Aber hier ist das Problem: Die Angaben in der Datenblattbeschreibung sagen nichts darüber aus, wie das Produkt nach zwei Jahren im Gebrauch abschneiden wird.
Das Problem mit den Standardtests
Die üblichen IP-Tests sind nur eine Momentaufnahme. Sie prüfen lediglich, ob die Dichtungen zurzeit funktionieren.
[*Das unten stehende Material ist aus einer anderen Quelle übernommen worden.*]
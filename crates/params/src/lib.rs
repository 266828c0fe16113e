//! Chain-wide parameters consumed by the state transition.

mod chain;
mod gas;

pub use chain::ChainConfig;
pub use gas::{GasError, GasSchedule, intrinsic_gas, ttl_gas};
//! Partitioning of a block into conflict-free levels.

use crate::access::AccessSet;

/// Groups transactions into ordered levels of pairwise non-conflicting
/// transactions.
///
/// Transaction `i` lands one level above the highest earlier transaction it
/// conflicts with, but never below transaction `i - 1`.  Levels therefore
/// hold contiguous runs of the block, and reading them in order yields the
/// block order again.  Merging in that order makes the block gas pool run
/// out at exactly the same transaction as it would serially.
///
/// Quadratic in the number of transactions.
pub fn build_levels(sets: &[AccessSet]) -> Vec<Vec<usize>> {
    if sets.len() <= 1 {
        return serial_levels(sets.len());
    }

    let mut assigned: Vec<usize> = Vec::with_capacity(sets.len());
    for (i, set) in sets.iter().enumerate() {
        let floor = assigned.last().copied().unwrap_or(0);
        let above_conflicts = (0..i)
            .filter(|&j| set.conflicts(&sets[j]))
            .map(|j| assigned[j] + 1)
            .max()
            .unwrap_or(0);
        assigned.push(floor.max(above_conflicts));
    }

    let depth = assigned.last().map_or(0, |l| l + 1);
    let mut levels = vec![Vec::new(); depth];
    for (i, level) in assigned.into_iter().enumerate() {
        levels[level].push(i);
    }
    levels
}

/// One transaction per level.  Zero transactions still yield a single empty
/// level.
pub fn serial_levels(n: usize) -> Vec<Vec<usize>> {
    match n {
        0 => vec![Vec::new()],
        1 => vec![vec![0]],
        n => (0..n).map(|i| vec![i]).collect(),
    }
}
//! Configuration types for the logging subsystem.

use std::path::PathBuf;

use parexec_config::LoggingConfig;
use tracing_appender::rolling::Rotation;
use tracing_subscriber::fmt::format::FmtSpan;

/// Filter used when neither `RUST_LOG` nor the config sets one.
const DEFAULT_FILTER: &str = "info";

/// Configuration for the stdout logging layer
#[derive(Debug, Clone)]
pub struct StdoutConfig {
    /// Use JSON format instead of compact format
    pub json_format: bool,
    /// Span events to log (ENTER, EXIT, CLOSE, etc.)
    pub fmt_span: FmtSpan,
}

impl Default for StdoutConfig {
    fn default() -> Self {
        Self {
            json_format: false,
            fmt_span: FmtSpan::NONE,
        }
    }
}

/// Configuration for file-based logging with rotation
#[derive(Debug, Clone)]
pub struct FileLoggingConfig {
    /// Directory where log files will be written
    pub directory: PathBuf,
    /// Base filename prefix (e.g., "parexec" -> "parexec.2024-01-01")
    pub file_name_prefix: String,
    /// Rotation strategy
    pub rotation: Rotation,
    /// Use JSON format for file logs
    pub json_format: bool,
}

impl FileLoggingConfig {
    pub fn new(directory: PathBuf, file_name_prefix: String) -> Self {
        Self {
            directory,
            file_name_prefix,
            rotation: Rotation::DAILY,
            json_format: false,
        }
    }

    pub fn with_rotation(mut self, rotation: Rotation) -> Self {
        self.rotation = rotation;
        self
    }

    pub fn with_json_format(mut self, json_format: bool) -> Self {
        self.json_format = json_format;
        self
    }
}

/// Main logger configuration
#[derive(Debug, Clone)]
pub struct LoggerConfig {
    /// Name reported in the startup line
    pub service_name: String,
    /// Filter directive applied when `RUST_LOG` is unset
    pub default_filter: String,
    /// Stdout logging configuration
    pub stdout_config: StdoutConfig,
    /// File logging configuration (optional)
    pub file_logging_config: Option<FileLoggingConfig>,
}

impl LoggerConfig {
    pub fn new(service_name: String) -> Self {
        Self {
            service_name,
            default_filter: DEFAULT_FILTER.to_owned(),
            stdout_config: StdoutConfig::default(),
            file_logging_config: None,
        }
    }

    /// Builds a logger config from the `[logging]` section of the config file.
    ///
    /// File logging is enabled only when `log_dir` is set.  The file prefix
    /// falls back to the service name.
    pub fn from_config(service_name: String, config: &LoggingConfig) -> Self {
        let json_format = config.json_format.unwrap_or(false);
        let mut logger = Self::new(service_name).with_json_logging(json_format);
        if let Some(filter) = &config.filter {
            logger = logger.with_default_filter(filter.clone());
        }
        if let Some(dir) = &config.log_dir {
            let prefix = config
                .log_file_prefix
                .clone()
                .unwrap_or_else(|| logger.service_name.clone());
            let file =
                FileLoggingConfig::new(dir.clone(), prefix).with_json_format(json_format);
            logger = logger.with_file_logging(file);
        }
        logger
    }

    pub fn with_default_filter(mut self, filter: String) -> Self {
        self.default_filter = filter;
        self
    }

    /// Enable JSON logging format
    pub fn with_json_logging(mut self, enabled: bool) -> Self {
        self.stdout_config.json_format = enabled;
        self
    }

    /// Enable file logging with configuration
    pub fn with_file_logging(mut self, config: FileLoggingConfig) -> Self {
        self.file_logging_config = Some(config);
        self
    }

    /// Configure which span events to log
    pub fn with_fmt_span(mut self, fmt_span: FmtSpan) -> Self {
        self.stdout_config.fmt_span = fmt_span;
        self
    }
}

impl Default for LoggerConfig {
    fn default() -> Self {
        Self::new("parexec".to_owned())
    }
}
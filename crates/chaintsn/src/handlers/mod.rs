//! Kind-specific parts of message application.
//!
//! Each handler charges its gas and checks everything it can before the first
//! write, so a failing handler leaves state exactly as the common prologue
//! left it.  `Ok` carries the refund the handler asks for, before capping.

use parexec_chain_types::{BlockContext, Message};
use parexec_params::ChainConfig;
use parexec_primitives::prelude::*;
use parexec_state::ExecState;

pub mod kvstore;
pub(crate) mod setcode;
pub(crate) mod transfer;
pub mod validator;

/// Everything a handler may consult besides state.
#[derive(Debug)]
pub(crate) struct TxEnv<'a> {
    pub(crate) msg: &'a Message,
    pub(crate) ctx: &'a BlockContext,
    pub(crate) chain: &'a ChainConfig,

    /// Sender nonce before the message bumped it.
    pub(crate) nonce: u64,
}

impl TxEnv<'_> {
    pub(crate) fn sender(&self) -> &Address {
        self.msg.sender()
    }
}

/// Appends an entry to an expiry bucket held by `registry`.
pub(crate) fn push_expiry_entry<S: ExecState>(
    state: &mut S,
    registry: &Address,
    bucket: &B256,
    owner: &Address,
    record: B256,
) {
    use parexec_primitives::{slots, word};

    let count_slot = slots::bucket_count_slot(bucket);
    let count = word::word_to_u64(&state.storage(registry, &count_slot));
    state.set_storage(
        registry,
        slots::bucket_owner_slot(bucket, count),
        word::address_to_word(owner),
    );
    state.set_storage(registry, slots::bucket_record_slot(bucket, count), record);
    state.set_storage(registry, count_slot, word::u64_to_word(count.saturating_add(1)));
}
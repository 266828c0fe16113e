//! TTL-bound key-value records.
//!
//! A record lives in the sender's own storage under a base slot derived from
//! `(namespace, key)`: four metadata fields plus the value split into 32-byte
//! chunks.  The KV router indexes it under its expiry height.

use parexec_chain_types::{KvPutPayload, LogEntry};
use parexec_params::ttl_gas;
use parexec_primitives::{prelude::*, slots, word};
use parexec_state::{ExecState, StateReader};

use super::{TxEnv, push_expiry_entry};
use crate::{errors::TxFailure, events, gas::GasMeter};

pub const FIELD_EXISTS: &str = "exists";
pub const FIELD_VALUE_LEN: &str = "valueLen";
pub const FIELD_CREATED_AT: &str = "createdAt";
pub const FIELD_EXPIRE_AT: &str = "expireAt";

fn chunk_count(len: u64) -> u64 {
    len.div_ceil(32)
}

pub(crate) fn apply<S: ExecState>(
    state: &mut S,
    meter: &mut GasMeter,
    env: &TxEnv<'_>,
) -> Result<u64, TxFailure> {
    if !env.msg.value().is_zero() {
        return Err(TxFailure::NonZeroValue);
    }

    let payload = KvPutPayload::decode(env.msg.payload())?;
    meter.charge(ttl_gas(payload.ttl(), env.chain.gas.kv_ttl_block_gas)?)?;

    let created_at = env.ctx.number();
    let expire_at = created_at
        .checked_add(payload.ttl())
        .ok_or(TxFailure::TtlOverflow)?;

    let owner = *env.sender();
    let base = slots::kv_record_slot(payload.namespace(), payload.key());
    let meta = |field| slots::record_meta_slot(&base, field);

    // Overwrites are judged against the record as it was when the message
    // started, not against anything written since.
    let existed = word::word_to_bool(&state.committed_storage(&owner, &meta(FIELD_EXISTS)));
    let old_len = word::word_to_u64(&state.storage(&owner, &meta(FIELD_VALUE_LEN)));

    let value = payload.value();
    let new_chunks = chunk_count(value.len() as u64);
    for (i, chunk) in value.chunks(32).enumerate() {
        let mut w = [0u8; 32];
        w[..chunk.len()].copy_from_slice(chunk);
        state.set_storage(
            &owner,
            slots::value_chunk_slot(&base, i as u64),
            B256::from(w),
        );
    }
    for i in new_chunks..chunk_count(old_len) {
        state.set_storage(&owner, slots::value_chunk_slot(&base, i), B256::ZERO);
    }

    state.set_storage(&owner, meta(FIELD_EXISTS), word::bool_to_word(true));
    state.set_storage(
        &owner,
        meta(FIELD_VALUE_LEN),
        word::u64_to_word(value.len() as u64),
    );
    state.set_storage(&owner, meta(FIELD_CREATED_AT), word::u64_to_word(created_at));
    state.set_storage(&owner, meta(FIELD_EXPIRE_AT), word::u64_to_word(expire_at));

    push_expiry_entry(
        state,
        &KV_ROUTER_ADDRESS,
        &slots::kv_expiry_bucket(expire_at),
        &owner,
        base,
    );

    state.emit_log(LogEntry::new(
        KV_ROUTER_ADDRESS,
        vec![events::kv_put_topic(), word::address_to_word(&owner), base],
        word::u64_to_word(expire_at).0.to_vec().into(),
    ));

    Ok(if existed {
        env.chain.gas.kv_overwrite_refund
    } else {
        0
    })
}

/// Reads back a record's value from `owner`'s storage, if it exists.
pub fn read_record<S: StateReader>(
    state: &S,
    owner: &Address,
    namespace: &str,
    key: &[u8],
) -> Option<Vec<u8>> {
    let base = slots::kv_record_slot(namespace, key);
    let meta = |field| slots::record_meta_slot(&base, field);
    if !word::word_to_bool(&state.storage(owner, &meta(FIELD_EXISTS))) {
        return None;
    }
    let len = word::word_to_u64(&state.storage(owner, &meta(FIELD_VALUE_LEN))) as usize;
    let mut out = Vec::with_capacity(len);
    for i in 0..chunk_count(len as u64) {
        out.extend_from_slice(state.storage(owner, &slots::value_chunk_slot(&base, i)).as_slice());
    }
    out.truncate(len);
    Some(out)
}
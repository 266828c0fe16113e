use std::{io, path::PathBuf};

use thiserror::Error;

#[derive(Debug, Error)]
pub enum ConfigError {
    #[error("reading {path}: {source}")]
    Io {
        path: PathBuf,
        #[source]
        source: io::Error,
    },

    #[error("parse: {0}")]
    Parse(#[from] toml::de::Error),

    #[error("invalid config: {0}")]
    Invalid(&'static str),
}
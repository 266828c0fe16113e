//! Static read/write footprints of transactions.

use std::collections::{BTreeMap, BTreeSet};

use parexec_chain_types::{KvPutPayload, Message, SetCodePayload, TxKind};
use parexec_primitives::{prelude::*, slots};

/// Read and write footprint of one transaction.
///
/// Accesses come at two granularities.  An address-level access stands for
/// the whole account, every slot included; a slot-level access names one
/// storage slot.
#[derive(Clone, Debug, Default, Eq, PartialEq)]
pub struct AccessSet {
    reads: BTreeSet<Address>,
    writes: BTreeSet<Address>,
    read_slots: BTreeMap<Address, BTreeSet<StorageKey>>,
    write_slots: BTreeMap<Address, BTreeSet<StorageKey>>,
}

impl AccessSet {
    pub fn new() -> Self {
        Self::default()
    }

    pub fn add_read(&mut self, addr: Address) {
        self.reads.insert(addr);
    }

    pub fn add_write(&mut self, addr: Address) {
        self.writes.insert(addr);
    }

    pub fn add_read_slot(&mut self, addr: Address, slot: StorageKey) {
        self.read_slots.entry(addr).or_default().insert(slot);
    }

    pub fn add_write_slot(&mut self, addr: Address, slot: StorageKey) {
        self.write_slots.entry(addr).or_default().insert(slot);
    }

    pub fn reads(&self) -> &BTreeSet<Address> {
        &self.reads
    }

    pub fn writes(&self) -> &BTreeSet<Address> {
        &self.writes
    }

    pub fn read_slots(&self) -> &BTreeMap<Address, BTreeSet<StorageKey>> {
        &self.read_slots
    }

    pub fn write_slots(&self) -> &BTreeMap<Address, BTreeSet<StorageKey>> {
        &self.write_slots
    }

    /// Whether this set carries the marker that conflicts with everything.
    pub fn is_universal(&self) -> bool {
        self.writes.contains(&UNIVERSAL_CONFLICT_ADDRESS)
    }

    /// Returns if `self` touches `addr` in any way, at either granularity.
    fn touches_account(&self, addr: &Address) -> bool {
        self.reads.contains(addr)
            || self.writes.contains(addr)
            || self.read_slots.contains_key(addr)
            || self.write_slots.contains_key(addr)
    }

    /// Returns if `self` touches `slot` of `addr`, including through an
    /// address-level access.
    fn touches_slot(&self, addr: &Address, slot: &StorageKey) -> bool {
        self.reads.contains(addr)
            || self.writes.contains(addr)
            || self.read_slots.get(addr).is_some_and(|s| s.contains(slot))
            || self.write_slots.get(addr).is_some_and(|s| s.contains(slot))
    }

    /// Returns if any write of `self` hits an access of `other`.
    fn writes_hit(&self, other: &AccessSet) -> bool {
        self.writes.iter().any(|a| other.touches_account(a))
            || self
                .write_slots
                .iter()
                .any(|(a, slots)| slots.iter().any(|s| other.touches_slot(a, s)))
    }

    /// Two sets conflict iff a write of either one intersects a read or write
    /// of the other.  Symmetric.
    pub fn conflicts(&self, other: &AccessSet) -> bool {
        if self.is_universal() || other.is_universal() {
            return true;
        }
        self.writes_hit(other) || other.writes_hit(self)
    }
}

/// Derives the footprint of `msg` as it would execute in block `number`,
/// without executing it.
///
/// Never fails.  If a TTL cannot be read from the payload the set is marked
/// universal, which serializes the transaction against all others.
pub fn analyze_tx(msg: &Message, number: BlockNumber) -> AccessSet {
    let mut set = AccessSet::new();
    let sender = *msg.sender();
    set.add_write(sender);

    match msg.kind() {
        TxKind::Transfer => {
            if let Some(to) = msg.to() {
                // The recipient's code is inspected before crediting it.
                set.add_read(*to);
                set.add_write(*to);
            }
        }

        TxKind::CodeDeploy => {
            let expire_at = SetCodePayload::decode(msg.payload())
                .ok()
                .and_then(|p| number.checked_add(p.ttl()));
            match expire_at {
                Some(expire_at) => {
                    // The code itself is tracked through the code slot of the
                    // target account.
                    let target = slots::derive_code_address(&sender, msg.nonce());
                    set.add_write_slot(target, slots::code_slot());
                    set.add_write_slot(target, slots::code_created_at_slot());
                    set.add_write_slot(target, slots::code_expire_at_slot());
                    set.add_write_slot(
                        CODE_REGISTRY_ADDRESS,
                        slots::code_expiry_count_slot(expire_at),
                    );
                }
                None => set.add_write(UNIVERSAL_CONFLICT_ADDRESS),
            }
        }

        TxKind::SystemAction => {
            set.add_write(VALIDATOR_REGISTRY_ADDRESS);
        }

        TxKind::KvPut => match KvPutPayload::decode(msg.payload()) {
            Ok(p) => match number.checked_add(p.ttl()) {
                Some(expire_at) => {
                    set.add_write_slot(sender, slots::kv_record_slot(p.namespace(), p.key()));
                    set.add_write_slot(KV_ROUTER_ADDRESS, slots::kv_expiry_count_slot(expire_at));
                }
                None => set.add_write(UNIVERSAL_CONFLICT_ADDRESS),
            },
            Err(_) => set.add_write(UNIVERSAL_CONFLICT_ADDRESS),
        },
    }

    set
}

#[cfg(test)]
mod tests {
    use parexec_chain_types::{ActionKind, SysAction};
    use proptest::prelude::*;

    use super::*;

    fn addr(b: u8) -> Address {
        Address::repeat_byte(b)
    }

    fn kv(sender: Address, key: &[u8], ttl: u64) -> Message {
        let payload = KvPutPayload::new("ns", Bytes::copy_from_slice(key), Bytes::new(), ttl)
            .encode()
            .expect("test: encode");
        Message::kv_put(sender, payload, 100_000, 0)
    }

    #[test]
    fn test_transfer_footprint() {
        let set = analyze_tx(&Message::transfer(addr(1), addr(2), U256::from(1), 21_000, 0), 5);
        assert!(set.writes().contains(&addr(1)));
        assert!(set.writes().contains(&addr(2)));
        assert!(set.reads().contains(&addr(2)));
        assert!(!set.is_universal());
    }

    #[test]
    fn test_disjoint_transfers_do_not_conflict() {
        let a = analyze_tx(&Message::transfer(addr(1), addr(2), U256::ZERO, 21_000, 0), 5);
        let b = analyze_tx(&Message::transfer(addr(3), addr(4), U256::ZERO, 21_000, 0), 5);
        assert!(!a.conflicts(&b));
        let c = analyze_tx(&Message::transfer(addr(5), addr(2), U256::ZERO, 21_000, 0), 5);
        assert!(a.conflicts(&c));
    }

    #[test]
    fn test_kv_bucket_collision() {
        let a = analyze_tx(&kv(addr(1), b"x", 10), 5);
        let b = analyze_tx(&kv(addr(2), b"y", 10), 5);
        let c = analyze_tx(&kv(addr(3), b"z", 11), 5);
        assert!(a.conflicts(&b));
        assert!(!a.conflicts(&c));
    }

    #[test]
    fn test_address_access_covers_slots() {
        let mut slot_writer = AccessSet::new();
        slot_writer.add_write_slot(addr(9), B256::repeat_byte(1));
        let mut reader = AccessSet::new();
        reader.add_read(addr(9));
        assert!(slot_writer.conflicts(&reader));
        assert!(reader.conflicts(&slot_writer));

        let mut other_slot = AccessSet::new();
        other_slot.add_read_slot(addr(9), B256::repeat_byte(2));
        assert!(!slot_writer.conflicts(&other_slot));
    }

    #[test]
    fn test_bad_ttl_is_universal() {
        let bad = analyze_tx(&Message::kv_put(addr(1), Bytes::from_static(b"junk"), 50_000, 0), 5);
        assert!(bad.is_universal());
        let other = analyze_tx(&Message::transfer(addr(7), addr(8), U256::ZERO, 21_000, 0), 5);
        assert!(bad.conflicts(&other));
        assert!(other.conflicts(&bad));

        let overflow = analyze_tx(&kv(addr(1), b"x", u64::MAX), 5);
        assert!(overflow.is_universal());
    }

    #[test]
    fn test_system_actions_always_conflict() {
        let sa = SysAction::new(ActionKind::NodeUnstake, None)
            .encode()
            .expect("test: encode");
        let a = analyze_tx(&Message::system_action(addr(1), U256::ZERO, sa.clone(), 200_000, 0), 5);
        let b = analyze_tx(&Message::system_action(addr(2), U256::ZERO, sa, 200_000, 0), 5);
        assert!(a.conflicts(&b));
    }

    #[test]
    fn test_code_deploy_targets_differ_per_nonce() {
        let payload = SetCodePayload::new(3, Bytes::from_static(b"c"))
            .encode()
            .expect("test: encode");
        let a = analyze_tx(&Message::code_deploy(addr(1), payload.clone(), 100_000, 0), 5);
        let b = analyze_tx(&Message::code_deploy(addr(2), payload, 100_000, 0), 5);
        // Same expiry bucket in the code registry.
        assert!(a.conflicts(&b));
        let target = slots::derive_code_address(&addr(1), 0);
        assert!(a.write_slots().contains_key(&target));
    }

    proptest! {
        #[test]
        fn test_conflicts_symmetric(s1 in 0u8..6, r1 in 0u8..6, s2 in 0u8..6, r2 in 0u8..6) {
            let a = analyze_tx(&Message::transfer(addr(s1), addr(r1), U256::ZERO, 21_000, 0), 1);
            let b = analyze_tx(&Message::transfer(addr(s2), addr(r2), U256::ZERO, 21_000, 0), 1);
            prop_assert_eq!(a.conflicts(&b), b.conflicts(&a));
            let shared = s1 == s2 || s1 == r2 || r1 == s2 || r1 == r2;
            prop_assert_eq!(a.conflicts(&b), shared);
        }
    }
}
Doch Badezimmer sind extrem belastend – mal ist die Heizung eiskalt, im nächsten Moment erreicht sie bereits 200°C, um anschließend wieder abzukühlen. Diese ständigen Verformungen führen dazu, dass Dichtungen beschädigt werden und Kunststoffe ermüden.
Deshalb verlassen wir uns nicht einfach auf die Klassifizierung. Wir unterziehen jede Charge einer „Feuchtigkeitstests“. Im Grunde „quälen“ wir die Geräte in einer Kammer mit konstanter Hitze und Feuchtigkeit, damit sie schon in unserem Labor versagen – anstatt im Zuhause des Kunden. Wir suchen nach kleinen Rissen, oxidativen Schäden an den Kontakten oder Dichtungen, die nach 500 Stunden versagen.
Wenn das Gerät dort versagt, ist es nutzlos. Denn wenn es bereits im Labor versagt, wird es sicherlich auch innerhalb eines Jahres im echten Badezimmer versagen.
Sicherheit gewährleisten
Wasser und hochleistungsstarke Lampen bilden eine gefährliche Kombination. Wenn Feuchtigkeit eindringt, können Kurzschlüsse entstehen oder die Lampen gehen viel zu früh kaputt.
Wir investieren viel Zeit in die Prüfung der Kabelanschlüsse sowie der Dichtungen der Lampenfassungen. Das sind die Orte, an denen normalerweise Probleme auftreten. Wenn diese Dichtungen unseren Feuchtigkeitstests standhalten, wissen wir, dass das Gerät tatsächlich sicher einsetzbar ist.
Der Kompromiss
Es gibt jedoch einen Haken: Eine echte Wasserdichtigkeit benötigt Platz. Um die IP55-Zertifizierung zu erreichen, müssen wir dickere Dichtungen und verstärkte Gehäuse verwenden. Dadurch wird die Heizung etwas größer.
Man bekommt also kein ultradünnes Design wie bei nicht wasserdichten Modellen. Aber ehrlich gesagt: Ich ziehe lieber eine etwas dickere Heizung vor, die wirklich funktioniert, als eine dünne Heizung, die sofort kaputtgeht, sobald es im Badezimmer feucht wird. Es handelt sich dabei um einen Kompromiss, den wir gerne für Sicherheit und Langlebigkeit des Produkts eingehen.